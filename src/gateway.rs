//! Order API gateway
//!
//! The transport the checkout and tracking flows talk to. Implementations wrap an
//! HTTP client; tests use the generated [`MockOrderGateway`].

use async_trait::async_trait;
use mockall::automock;
use thiserror::Error;

use crate::{
    checkout::{OrderSubmission, ProfileUpdate},
    context::User,
    orders::{ApiOrder, OrderPage},
    products::Product,
    settings::RemoteSettings,
};

/// Errors returned by the order API.
#[derive(Debug, Clone, Error, PartialEq, Eq)]
pub enum GatewayError {
    /// The request never reached the server.
    #[error("network error: {0}")]
    Network(String),

    /// The server refused the request.
    #[error("request rejected with status {status}")]
    Rejected {
        /// HTTP status code
        status: u16,

        /// Message supplied by the server, if any
        message: Option<String>,
    },

    /// The requested resource does not exist.
    #[error("not found")]
    NotFound,
}

impl GatewayError {
    /// The single message shown to the customer.
    #[must_use]
    pub fn user_message(&self) -> String {
        match self {
            GatewayError::Network(_) => "Network error. Please check your connection.".to_string(),
            GatewayError::NotFound => "Order not found".to_string(),
            GatewayError::Rejected { message, .. } => message
                .as_deref()
                .filter(|message| !message.trim().is_empty())
                .unwrap_or("Something went wrong")
                .to_string(),
        }
    }
}

/// Remote order API.
#[automock]
#[async_trait]
pub trait OrderGateway: Send + Sync {
    /// Place an order.
    async fn create_order(&self, submission: &OrderSubmission) -> Result<ApiOrder, GatewayError>;

    /// Fetch a single order by its order number.
    async fn get_order(&self, order_number: &str) -> Result<ApiOrder, GatewayError>;

    /// Fetch a page of the signed-in customer's orders.
    async fn list_orders(&self, page: u32, per_page: u32) -> Result<OrderPage, GatewayError>;

    /// Update the signed-in customer's profile.
    async fn update_profile(&self, update: &ProfileUpdate) -> Result<User, GatewayError>;

    /// Fetch the menu.
    async fn list_products(&self) -> Result<Vec<Product>, GatewayError>;

    /// Fetch the store settings.
    async fn store_settings(&self) -> Result<RemoteSettings, GatewayError>;
}

#[cfg(test)]
mod tests {
    use super::*;

    #[test]
    fn network_errors_have_one_message() {
        let err = GatewayError::Network("connection reset".to_string());

        assert_eq!(err.user_message(), "Network error. Please check your connection.");
    }

    #[test]
    fn rejections_prefer_the_server_message() {
        let with_message = GatewayError::Rejected {
            status: 422,
            message: Some("Store is closed".to_string()),
        };
        let without_message = GatewayError::Rejected {
            status: 500,
            message: None,
        };

        assert_eq!(with_message.user_message(), "Store is closed");
        assert_eq!(without_message.user_message(), "Something went wrong");
    }

    #[test]
    fn not_found_message() {
        assert_eq!(GatewayError::NotFound.user_message(), "Order not found");
    }
}
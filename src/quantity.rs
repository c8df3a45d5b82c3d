//! Quantities

use std::fmt;

use serde::{Deserialize, Serialize};

/// Smallest quantity a cart line may hold.
pub const MIN_QUANTITY: u32 = 1;

/// Largest quantity a cart line may hold.
pub const MAX_QUANTITY: u32 = 10;

/// A line item quantity, always within `MIN_QUANTITY..=MAX_QUANTITY`.
#[derive(Debug, Clone, Copy, PartialEq, Eq, PartialOrd, Ord, Hash, Serialize, Deserialize)]
#[serde(try_from = "i64", into = "u32")]
pub struct Quantity(u32);

impl Quantity {
    /// The minimum quantity.
    pub const MIN: Self = Self(MIN_QUANTITY);

    /// The maximum quantity.
    pub const MAX: Self = Self(MAX_QUANTITY);

    /// Creates a quantity, clamping anything above the maximum.
    ///
    /// Returns `None` when the requested value is below the minimum; callers treat
    /// that as "remove the line" rather than storing a zero quantity.
    #[must_use]
    pub fn new(value: i64) -> Option<Self> {
        if value < i64::from(MIN_QUANTITY) {
            return None;
        }

        let clamped = u32::try_from(value).map_or(MAX_QUANTITY, |v| v.min(MAX_QUANTITY));

        Some(Self(clamped))
    }

    /// Creates a quantity, clamping into the valid range on both ends.
    #[must_use]
    pub fn clamped(value: i64) -> Self {
        Self::new(value).unwrap_or(Self::MIN)
    }

    /// Adds `extra` units, saturating at the maximum.
    #[must_use]
    pub fn saturating_add(self, extra: Self) -> Self {
        Self(self.0.saturating_add(extra.0).min(MAX_QUANTITY))
    }

    /// Returns the raw value.
    #[must_use]
    pub const fn get(self) -> u32 {
        self.0
    }
}

impl Default for Quantity {
    fn default() -> Self {
        Self::MIN
    }
}

impl From<Quantity> for u32 {
    fn from(value: Quantity) -> Self {
        value.0
    }
}

impl TryFrom<i64> for Quantity {
    type Error = String;

    fn try_from(value: i64) -> Result<Self, Self::Error> {
        Self::new(value).ok_or_else(|| format!("quantity {value} is below {MIN_QUANTITY}"))
    }
}

impl fmt::Display for Quantity {
    fn fmt(&self, f: &mut fmt::Formatter<'_>) -> fmt::Result {
        write!(f, "{}", self.0)
    }
}
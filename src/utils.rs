//! Utils

use clap::Parser;

use crate::{
    checkout::{OrderType, PaymentMethod},
    delivery::Coordinates,
};

/// Arguments for the checkout demo
#[derive(Debug, Parser)]
pub struct DemoCheckoutArgs {
    /// Number of fixture selections to add to the cart
    #[clap(short, long)]
    pub n: Option<usize>,

    /// Fixture set to use for the menu, cart & settings
    #[clap(short, long, default_value = "kasi")]
    pub fixture: String,

    /// Collect from the store instead of delivering
    #[clap(short, long)]
    pub collect: bool,

    /// Pay by card instead of cash
    #[clap(long)]
    pub card: bool,

    /// Delivery address latitude
    #[clap(long, allow_hyphen_values = true, requires = "lng")]
    pub lat: Option<f64>,

    /// Delivery address longitude
    #[clap(long, allow_hyphen_values = true, requires = "lat")]
    pub lng: Option<f64>,
}

impl DemoCheckoutArgs {
    /// Order type requested on the command line.
    pub fn order_type(&self) -> OrderType {
        if self.collect {
            OrderType::Collection
        } else {
            OrderType::Delivery
        }
    }

    /// Payment method requested on the command line.
    pub fn payment_method(&self) -> PaymentMethod {
        if self.card {
            PaymentMethod::Card
        } else {
            PaymentMethod::Cash
        }
    }

    /// Delivery coordinates, when both were given.
    pub fn coordinates(&self) -> Option<Coordinates> {
        Coordinates::from_parts(self.lat, self.lng)
    }
}

#[cfg(test)]
mod tests {
    use testresult::TestResult;

    use super::*;

    #[test]
    fn parses_demo_arguments() -> TestResult {
        let args = DemoCheckoutArgs::try_parse_from([
            "checkout", "-n", "2", "--collect", "--lat", "-33.01", "--lng", "27.86",
        ])?;

        assert_eq!(args.n, Some(2));
        assert_eq!(args.fixture, "kasi");
        assert_eq!(args.order_type(), OrderType::Collection);
        assert_eq!(args.payment_method(), PaymentMethod::Cash);
        assert_eq!(args.coordinates(), Some(Coordinates::new(-33.01, 27.86)));

        Ok(())
    }

    #[test]
    fn latitude_requires_longitude() {
        assert!(DemoCheckoutArgs::try_parse_from(["checkout", "--lat", "-33.01"]).is_err());
    }
}
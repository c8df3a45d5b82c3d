//! Order progress
//!
//! Projects an order status onto the tracking timeline.

use crate::orders::{ApiOrder, OrderStatus};

/// One step of the tracking timeline.
#[derive(Debug, Clone, Copy, PartialEq, Eq)]
pub struct ProgressStep {
    /// Status this step stands for
    pub status: OrderStatus,

    /// Step label
    pub label: &'static str,

    /// The order has reached this step
    pub completed: bool,

    /// The order is currently at this step
    pub in_progress: bool,
}

/// Where an order stands.
#[derive(Debug, Clone, PartialEq, Eq)]
pub enum Progress {
    /// The order is moving along the timeline.
    Active {
        /// Every step of the timeline
        steps: Vec<ProgressStep>,

        /// The status the order is at
        current: OrderStatus,
    },

    /// The order was cancelled. Shown as a notice instead of a timeline.
    Cancelled {
        /// Reason left by the store, if any
        reason: Option<String>,
    },
}

impl Progress {
    /// Project a status onto the timeline.
    ///
    /// Steps up to and including the current one are completed. The current step is
    /// in progress unless the order has been delivered.
    #[must_use]
    pub fn project(status: OrderStatus) -> Self {
        let Some(index) = status.position() else {
            return Progress::Cancelled { reason: None };
        };

        let steps = OrderStatus::PROGRESSION
            .iter()
            .enumerate()
            .map(|(position, step)| ProgressStep {
                status: *step,
                label: step.step_label(),
                completed: position <= index,
                in_progress: position == index && status != OrderStatus::Delivered,
            })
            .collect();

        Progress::Active {
            steps,
            current: status,
        }
    }

    /// Progress of an order, including the cancellation reason from its history.
    #[must_use]
    pub fn for_order(order: &ApiOrder) -> Self {
        match Self::project(order.status) {
            Progress::Cancelled { .. } => Progress::Cancelled {
                reason: order.cancellation_reason().map(str::to_string),
            },
            active @ Progress::Active { .. } => active,
        }
    }

    /// Check if the order was cancelled.
    #[must_use]
    pub fn is_cancelled(&self) -> bool {
        matches!(self, Progress::Cancelled { .. })
    }

    /// The timeline; empty for a cancelled order.
    #[must_use]
    pub fn steps(&self) -> &[ProgressStep] {
        match self {
            Progress::Active { steps, .. } => steps,
            Progress::Cancelled { .. } => &[],
        }
    }
}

○ ○ ○

WHAT TO PRODUCE.
Lines containing the word "hold" must be found in the data above and copied.

SOLUTION.
/// Smallest quantity a cart line may hold.
/// Largest quantity a cart line may hold.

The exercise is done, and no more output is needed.